What to produce >>
A word-for-word repeat of the records below is what this calls for.
##### Input material #####
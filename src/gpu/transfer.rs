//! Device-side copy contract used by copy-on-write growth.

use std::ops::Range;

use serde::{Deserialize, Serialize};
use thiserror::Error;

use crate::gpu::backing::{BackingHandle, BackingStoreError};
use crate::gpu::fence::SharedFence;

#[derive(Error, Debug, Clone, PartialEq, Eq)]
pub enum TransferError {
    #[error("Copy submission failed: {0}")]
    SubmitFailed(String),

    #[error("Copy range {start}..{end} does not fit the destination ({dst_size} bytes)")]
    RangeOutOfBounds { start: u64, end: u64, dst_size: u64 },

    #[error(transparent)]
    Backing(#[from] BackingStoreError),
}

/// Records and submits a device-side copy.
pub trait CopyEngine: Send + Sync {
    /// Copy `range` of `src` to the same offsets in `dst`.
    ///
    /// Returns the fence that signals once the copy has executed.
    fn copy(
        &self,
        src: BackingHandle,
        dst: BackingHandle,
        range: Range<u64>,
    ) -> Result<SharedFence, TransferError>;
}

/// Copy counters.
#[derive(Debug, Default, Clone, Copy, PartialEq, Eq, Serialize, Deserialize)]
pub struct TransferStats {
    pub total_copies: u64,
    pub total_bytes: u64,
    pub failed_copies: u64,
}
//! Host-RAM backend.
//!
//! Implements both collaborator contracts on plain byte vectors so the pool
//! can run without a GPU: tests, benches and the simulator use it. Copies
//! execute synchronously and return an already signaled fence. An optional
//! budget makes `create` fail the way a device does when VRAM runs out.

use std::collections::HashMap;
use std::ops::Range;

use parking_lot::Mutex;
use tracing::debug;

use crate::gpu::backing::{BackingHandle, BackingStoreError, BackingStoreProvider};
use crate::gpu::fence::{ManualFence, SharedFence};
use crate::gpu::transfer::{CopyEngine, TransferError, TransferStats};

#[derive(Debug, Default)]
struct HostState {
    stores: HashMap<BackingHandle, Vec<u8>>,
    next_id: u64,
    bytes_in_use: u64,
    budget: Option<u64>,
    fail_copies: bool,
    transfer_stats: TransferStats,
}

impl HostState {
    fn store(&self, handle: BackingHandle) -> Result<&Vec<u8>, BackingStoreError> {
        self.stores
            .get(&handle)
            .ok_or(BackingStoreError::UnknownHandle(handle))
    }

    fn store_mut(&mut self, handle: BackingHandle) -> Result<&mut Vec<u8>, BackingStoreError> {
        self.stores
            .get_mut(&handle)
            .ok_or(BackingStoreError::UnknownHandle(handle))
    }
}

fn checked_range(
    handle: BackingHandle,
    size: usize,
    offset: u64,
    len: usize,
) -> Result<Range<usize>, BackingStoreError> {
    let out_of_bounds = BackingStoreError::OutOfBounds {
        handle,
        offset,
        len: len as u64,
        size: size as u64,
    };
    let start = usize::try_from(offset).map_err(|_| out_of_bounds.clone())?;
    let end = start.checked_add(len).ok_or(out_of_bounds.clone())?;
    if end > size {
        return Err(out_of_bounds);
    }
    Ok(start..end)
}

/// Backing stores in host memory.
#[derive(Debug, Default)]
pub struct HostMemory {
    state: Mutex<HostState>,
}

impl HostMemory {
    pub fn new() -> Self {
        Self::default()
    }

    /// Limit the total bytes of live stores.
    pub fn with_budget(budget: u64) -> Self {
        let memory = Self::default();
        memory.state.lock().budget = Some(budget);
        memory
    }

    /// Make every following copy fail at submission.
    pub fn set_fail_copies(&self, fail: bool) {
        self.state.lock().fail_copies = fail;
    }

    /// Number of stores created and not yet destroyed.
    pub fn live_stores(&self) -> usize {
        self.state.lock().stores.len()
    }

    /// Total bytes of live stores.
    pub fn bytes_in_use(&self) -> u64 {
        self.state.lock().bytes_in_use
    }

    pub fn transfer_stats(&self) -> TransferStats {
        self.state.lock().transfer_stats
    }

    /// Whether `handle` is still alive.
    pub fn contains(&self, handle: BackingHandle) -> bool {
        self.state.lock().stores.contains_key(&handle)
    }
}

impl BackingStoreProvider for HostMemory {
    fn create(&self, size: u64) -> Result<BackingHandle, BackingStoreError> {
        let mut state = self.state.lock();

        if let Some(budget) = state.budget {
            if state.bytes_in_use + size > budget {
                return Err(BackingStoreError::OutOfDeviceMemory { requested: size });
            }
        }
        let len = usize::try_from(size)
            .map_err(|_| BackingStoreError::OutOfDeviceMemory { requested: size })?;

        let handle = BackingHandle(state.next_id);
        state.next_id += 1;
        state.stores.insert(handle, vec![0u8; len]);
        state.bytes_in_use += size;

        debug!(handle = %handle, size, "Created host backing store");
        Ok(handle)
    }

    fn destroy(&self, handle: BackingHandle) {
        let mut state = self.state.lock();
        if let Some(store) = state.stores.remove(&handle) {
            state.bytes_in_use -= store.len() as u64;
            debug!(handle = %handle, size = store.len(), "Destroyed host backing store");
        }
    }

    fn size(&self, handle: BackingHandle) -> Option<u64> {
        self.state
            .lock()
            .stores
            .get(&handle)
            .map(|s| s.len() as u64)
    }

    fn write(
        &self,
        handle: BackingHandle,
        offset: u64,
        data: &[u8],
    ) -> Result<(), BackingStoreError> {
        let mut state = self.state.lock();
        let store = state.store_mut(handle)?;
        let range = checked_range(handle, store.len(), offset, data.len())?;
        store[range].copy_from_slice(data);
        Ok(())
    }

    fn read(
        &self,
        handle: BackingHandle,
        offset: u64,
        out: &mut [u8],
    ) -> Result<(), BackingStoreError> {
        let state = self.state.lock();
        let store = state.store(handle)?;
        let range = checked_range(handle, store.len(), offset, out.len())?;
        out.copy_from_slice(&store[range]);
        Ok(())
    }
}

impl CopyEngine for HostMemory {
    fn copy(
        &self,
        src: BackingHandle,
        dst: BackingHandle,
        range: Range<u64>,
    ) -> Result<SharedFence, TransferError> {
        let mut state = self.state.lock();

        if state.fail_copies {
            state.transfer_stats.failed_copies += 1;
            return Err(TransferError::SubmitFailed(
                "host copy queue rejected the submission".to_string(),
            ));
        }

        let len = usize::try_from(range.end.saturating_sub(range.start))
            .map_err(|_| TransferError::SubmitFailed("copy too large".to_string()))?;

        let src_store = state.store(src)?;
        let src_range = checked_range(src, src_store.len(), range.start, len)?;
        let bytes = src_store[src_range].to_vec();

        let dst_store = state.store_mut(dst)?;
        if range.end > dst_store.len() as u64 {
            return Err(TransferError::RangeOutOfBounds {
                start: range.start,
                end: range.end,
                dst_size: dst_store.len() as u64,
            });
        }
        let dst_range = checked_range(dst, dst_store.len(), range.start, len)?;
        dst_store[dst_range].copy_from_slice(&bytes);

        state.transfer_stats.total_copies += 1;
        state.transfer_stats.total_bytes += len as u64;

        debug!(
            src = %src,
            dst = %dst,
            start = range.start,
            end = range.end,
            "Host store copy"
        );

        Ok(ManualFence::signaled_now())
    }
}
#####
Result >>
filename src/gpu/transfer.rs
//! Device-side copy contract used by copy-on-write growth.

use std::ops::Range;

use serde::{Deserialize, Serialize};
use thiserror::Error;

use crate::gpu::backing::{BackingHandle, BackingStoreError};
use crate::gpu::fence::SharedFence;

#[derive(Error, Debug, Clone, PartialEq, Eq)]
pub enum TransferError {
    #[error("Copy submission failed: {0}")]
    SubmitFailed(String),

    #[error("Copy range {start}..{end} does not fit the destination ({dst_size} bytes)")]
    RangeOutOfBounds { start: u64, end: u64, dst_size: u64 },

    #[error(transparent)]
    Backing(#[from] BackingStoreError),
}

/// Records and submits a device-side copy.
pub trait CopyEngine: Send + Sync {
    /// Copy `range` of `src` to the same offsets in `dst`.
    ///
    /// Returns the fence that signals once the copy has executed.
    fn copy(
        &self,
        src: BackingHandle,
        dst: BackingHandle,
        range: Range<u64>,
    ) -> Result<SharedFence, TransferError>;
}

/// Copy counters.
#[derive(Debug, Default, Clone, Copy, PartialEq, Eq, Serialize, Deserialize)]
pub struct TransferStats {
    pub total_copies: u64,
    pub total_bytes: u64,
    pub failed_copies: u64,
}
//! Host-RAM backend.
//!
//! Implements both collaborator contracts on plain byte vectors so the pool
//! can run without a GPU: tests, benches and the simulator use it. Copies
//! execute synchronously and return an already signaled fence. An optional
//! budget makes `create` fail the way a device does when VRAM runs out.

use std::collections::HashMap;
use std::ops::Range;

use parking_lot::Mutex;
use tracing::debug;

use crate::gpu::backing::{BackingHandle, BackingStoreError, BackingStoreProvider};
use crate::gpu::fence::{ManualFence, SharedFence};
use crate::gpu::transfer::{CopyEngine, TransferError, TransferStats};

#[derive(Debug, Default)]
struct HostState {
    stores: HashMap<BackingHandle, Vec<u8>>,
    next_id: u64,
    bytes_in_use: u64,
    budget: Option<u64>,
    fail_copies: bool,
    transfer_stats: TransferStats,
}

impl HostState {
    fn store(&self, handle: BackingHandle) -> Result<&Vec<u8>, BackingStoreError> {
        self.stores
            .get(&handle)
            .ok_or(BackingStoreError::UnknownHandle(handle))
    }

    fn store_mut(&mut self, handle: BackingHandle) -> Result<&mut Vec<u8>, BackingStoreError> {
        self.stores
            .get_mut(&handle)
            .ok_or(BackingStoreError::UnknownHandle(handle))
    }
}

fn checked_range(
    handle: BackingHandle,
    size: usize,
    offset: u64,
    len: usize,
) -> Result<Range<usize>, BackingStoreError> {
    let out_of_bounds = BackingStoreError::OutOfBounds {
        handle,
        offset,
        len: len as u64,
        size: size as u64,
    };
    let start = usize::try_from(offset).map_err(|_| out_of_bounds.clone())?;
    let end = start.checked_add(len).ok_or(out_of_bounds.clone())?;
    if end > size {
        return Err(out_of_bounds);
    }
    Ok(start..end)
}

/// Backing stores in host memory.
#[derive(Debug, Default)]
pub struct HostMemory {
    state: Mutex<HostState>,
}

impl HostMemory {
    pub fn new() -> Self {
        Self::default()
    }

    /// Limit the total bytes of live stores.
    pub fn with_budget(budget: u64) -> Self {
        let memory = Self::default();
        memory.state.lock().budget = Some(budget);
        memory
    }

    /// Make every following copy fail at submission.
    pub fn set_fail_copies(&self, fail: bool) {
        self.state.lock().fail_copies = fail;
    }

    /// Number of stores created and not yet destroyed.
    pub fn live_stores(&self) -> usize {
        self.state.lock().stores.len()
    }

    /// Total bytes of live stores.
    pub fn bytes_in_use(&self) -> u64 {
        self.state.lock().bytes_in_use
    }

    pub fn transfer_stats(&self) -> TransferStats {
        self.state.lock().transfer_stats
    }

    /// Whether `handle` is still alive.
    pub fn contains(&self, handle: BackingHandle) -> bool {
        self.state.lock().stores.contains_key(&handle)
    }
}

impl BackingStoreProvider for HostMemory {
    fn create(&self, size: u64) -> Result<BackingHandle, BackingStoreError> {
        let mut state = self.state.lock();

        if let Some(budget) = state.budget {
            if state.bytes_in_use + size > budget {
                return Err(BackingStoreError::OutOfDeviceMemory { requested: size });
            }
        }
        let len = usize::try_from(size)
            .map_err(|_| BackingStoreError::OutOfDeviceMemory { requested: size })?;

        let handle = BackingHandle(state.next_id);
        state.next_id += 1;
        state.stores.insert(handle, vec![0u8; len]);
        state.bytes_in_use += size;

        debug!(handle = %handle, size, "Created host backing store");
        Ok(handle)
    }

    fn destroy(&self, handle: BackingHandle) {
        let mut state = self.state.lock();
        if let Some(store) = state.stores.remove(&handle) {
            state.bytes_in_use -= store.len() as u64;
            debug!(handle = %handle, size = store.len(), "Destroyed host backing store");
        }
    }

    fn size(&self, handle: BackingHandle) -> Option<u64> {
        self.state
            .lock()
            .stores
            .get(&handle)
            .map(|s| s.len() as u64)
    }

    fn write(
        &self,
        handle: BackingHandle,
        offset: u64,
        data: &[u8],
    ) -> Result<(), BackingStoreError> {
        let mut state = self.state.lock();
        let store = state.store_mut(handle)?;
        let range = checked_range(handle, store.len(), offset, data.len())?;
        store[range].copy_from_slice(data);
        Ok(())
    }

    fn read(
        &self,
        handle: BackingHandle,
        offset: u64,
        out: &mut [u8],
    ) -> Result<(), BackingStoreError> {
        let state = self.state.lock();
        let store = state.store(handle)?;
        let range = checked_range(handle, store.len(), offset, out.len())?;
        out.copy_from_slice(&store[range]);
        Ok(())
    }
}

impl CopyEngine for HostMemory {
    fn copy(
        &self,
        src: BackingHandle,
        dst: BackingHandle,
        range: Range<u64>,
    ) -> Result<SharedFence, TransferError> {
        let mut state = self.state.lock();

        if state.fail_copies {
            state.transfer_stats.failed_copies += 1;
            return Err(TransferError::SubmitFailed(
                "host copy queue rejected the submission".to_string(),
            ));
        }

        let len = usize::try_from(range.end.saturating_sub(range.start))
            .map_err(|_| TransferError::SubmitFailed("copy too large".to_string()))?;

        let src_store = state.store(src)?;
        let src_range = checked_range(src, src_store.len(), range.start, len)?;
        let bytes = src_store[src_range].to_vec();

        let dst_store = state.store_mut(dst)?;
        if range.end > dst_store.len() as u64 {
            return Err(TransferError::RangeOutOfBounds {
                start: range.start,
                end: range.end,
                dst_size: dst_store.len() as u64,
            });
        }
        let dst_range = checked_range(dst, dst_store.len(), range.start, len)?;
        dst_store[dst_range].copy_from_slice(&bytes);

        state.transfer_stats.total_copies += 1;
        state.transfer_stats.total_bytes += len as u64;

        debug!(
            src = %src,
            dst = %dst,
            start = range.start,
            end = range.end,
            "Host store copy"
        );

        Ok(ManualFence::signaled_now())
    }
}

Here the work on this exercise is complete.